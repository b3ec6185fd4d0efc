//! MutationExecutor port
//!
//! Every mutation of shared project state runs on one privileged context.
//! Callers hand off a closure and block until it has run, so mutations form
//! a strict sequence with no two in flight.

/// Why a hand-off did not run
#[derive(Debug, Clone, Copy, thiserror::Error, PartialEq, Eq)]
pub enum DispatchError {
    /// Cancellation was requested before the task could run
    #[error("operation cancelled")]
    Cancelled,

    /// The privileged context is gone
    #[error("mutation thread is no longer running")]
    Disconnected,

    /// The task panicked on the privileged context
    #[error("mutation task panicked")]
    Panicked,
}

/// Runs tasks against the state `S` on the privileged context
pub trait MutationExecutor<S>: Send + Sync {
    /// Run `task` with exclusive access to the state and block until it returns.
    ///
    /// When `cancellable` is set, a pending cancellation request makes the
    /// hand-off fail with [`DispatchError::Cancelled`] instead of running.
    fn dispatch<R, F>(&self, task: F, cancellable: bool) -> Result<R, DispatchError>
    where
        F: FnOnce(&mut S) -> R + Send + 'static,
        R: Send + 'static;

    /// Whether cancellation has been requested
    fn is_cancelled(&self) -> bool;

    /// Hand off a task, honouring cancellation
    fn invoke_and_wait<R, F>(&self, task: F) -> Result<R, DispatchError>
    where
        F: FnOnce(&mut S) -> R + Send + 'static,
        R: Send + 'static,
    {
        self.dispatch(task, true)
    }

    /// Hand off the tail of a step that already started; never cancelled
    fn finish_step<R, F>(&self, task: F) -> Result<R, DispatchError>
    where
        F: FnOnce(&mut S) -> R + Send + 'static,
        R: Send + 'static,
    {
        self.dispatch(task, false)
    }
}
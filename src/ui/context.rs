use crate::ui::terminal::{detect_capabilities, TerminalCapabilities};

#[derive(Debug, Clone, Copy, PartialEq, Eq)]
pub struct UiContext {
    pub json: bool,
    pub verbose: u8,
    pub caps: TerminalCapabilities,
    pub color: bool,
    pub unicode: bool,
    /// Redraw a live progress line instead of printing one line per step
    pub animation: bool,
}

impl UiContext {
    pub fn new(json: bool, verbose: u8) -> Self {
        Self::from_caps(json, verbose, detect_capabilities())
    }

    pub(crate) fn from_caps(json: bool, verbose: u8, caps: TerminalCapabilities) -> Self {
        Self {
            json,
            verbose,
            caps,
            color: caps.supports_color && !caps.is_ci,
            unicode: caps.supports_unicode,
            animation: !json && verbose == 0 && caps.is_tty && !caps.is_ci,
        }
    }
}

#[cfg(test)]
mod tests {
    use super::*;

    fn tty_caps(is_ci: bool) -> TerminalCapabilities {
        TerminalCapabilities {
            is_tty: true,
            supports_color: true,
            supports_unicode: true,
            is_ci,
            width: 120,
        }
    }

    #[test]
    fn ci_forces_animation_and_color_off() {
        let ui = UiContext::from_caps(false, 0, tty_caps(true));
        assert!(!ui.animation);
        assert!(!ui.color);
    }

    #[test]
    fn verbose_logging_disables_animation() {
        assert!(UiContext::from_caps(false, 0, tty_caps(false)).animation);
        assert!(!UiContext::from_caps(false, 1, tty_caps(false)).animation);
    }

    #[test]
    fn json_disables_animation() {
        assert!(!UiContext::from_caps(true, 0, tty_caps(false)).animation);
    }
}
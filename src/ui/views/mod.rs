pub mod plan;
pub mod progress;
pub mod prune;
//! Prune result types

use std::path::PathBuf;

use crate::domain::entities::RemovalPlan;

use super::deleter::TreeDeletion;

/// How far a run got
#[derive(Debug, Clone, Copy, PartialEq, Eq, Default)]
pub enum PruneStage {
    /// Nothing happened yet (or no target was found)
    #[default]
    Idle,
    ClosureComputed,
    Planned,
    DisposingModules,
    DeletingTestRoots,
    Done,
}

impl std::fmt::Display for PruneStage {
    fn fmt(&self, f: &mut std::fmt::Formatter<'_>) -> std::fmt::Result {
        let name = match self {
            PruneStage::Idle => "idle",
            PruneStage::ClosureComputed => "closure computed",
            PruneStage::Planned => "planned",
            PruneStage::DisposingModules => "disposing modules",
            PruneStage::DeletingTestRoots => "deleting test roots",
            PruneStage::Done => "done",
        };
        f.write_str(name)
    }
}

/// A module that was unregistered
#[derive(Debug, Clone)]
pub struct DisposedModule {
    pub name: String,
    pub deletion: TreeDeletion,
}

/// Result of a prune run
#[derive(Debug, Clone, Default)]
pub struct PruneReport {
    /// Last stage entered
    pub stage: PruneStage,
    /// Plan, once computed
    pub plan: Option<RemovalPlan>,
    /// Modules unregistered, in order
    pub disposed: Vec<DisposedModule>,
    /// Test roots removed
    pub test_roots_deleted: Vec<PathBuf>,
    /// Test roots whose removal failed
    pub test_roots_failed: Vec<PathBuf>,
    /// Cancellation stopped the run
    pub cancelled: bool,
}

impl PruneReport {
    pub fn new() -> Self {
        Self::default()
    }

    /// No target module was found; nothing was done
    pub fn is_aborted(&self) -> bool {
        self.plan.is_none() && !self.cancelled
    }

    /// Every planned step ran
    pub fn is_complete(&self) -> bool {
        self.stage == PruneStage::Done
    }

    /// Files and directories removed across all disposed modules
    pub fn files_deleted(&self) -> usize {
        self.disposed.iter().map(|d| d.deletion.files_deleted).sum()
    }

    /// Steps finished so far
    pub fn completed_steps(&self) -> usize {
        self.disposed.len() + self.test_roots_deleted.len() + self.test_roots_failed.len()
    }

    /// Modules unregistered while deletion may have left files behind
    pub fn modules_with_residue(&self) -> impl Iterator<Item = &DisposedModule> {
        self.disposed
            .iter()
            .filter(|d| d.deletion.may_leave_residue())
    }
}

********************

» TO DO: All lines with the word "state" need to be copied from the data above.

» WRITTEN SOLUTION:
//! Every mutation of shared project state runs on one privileged context.
/// Runs tasks against the state `S` on the privileged context
    /// Run `task` with exclusive access to the state and block until it returns.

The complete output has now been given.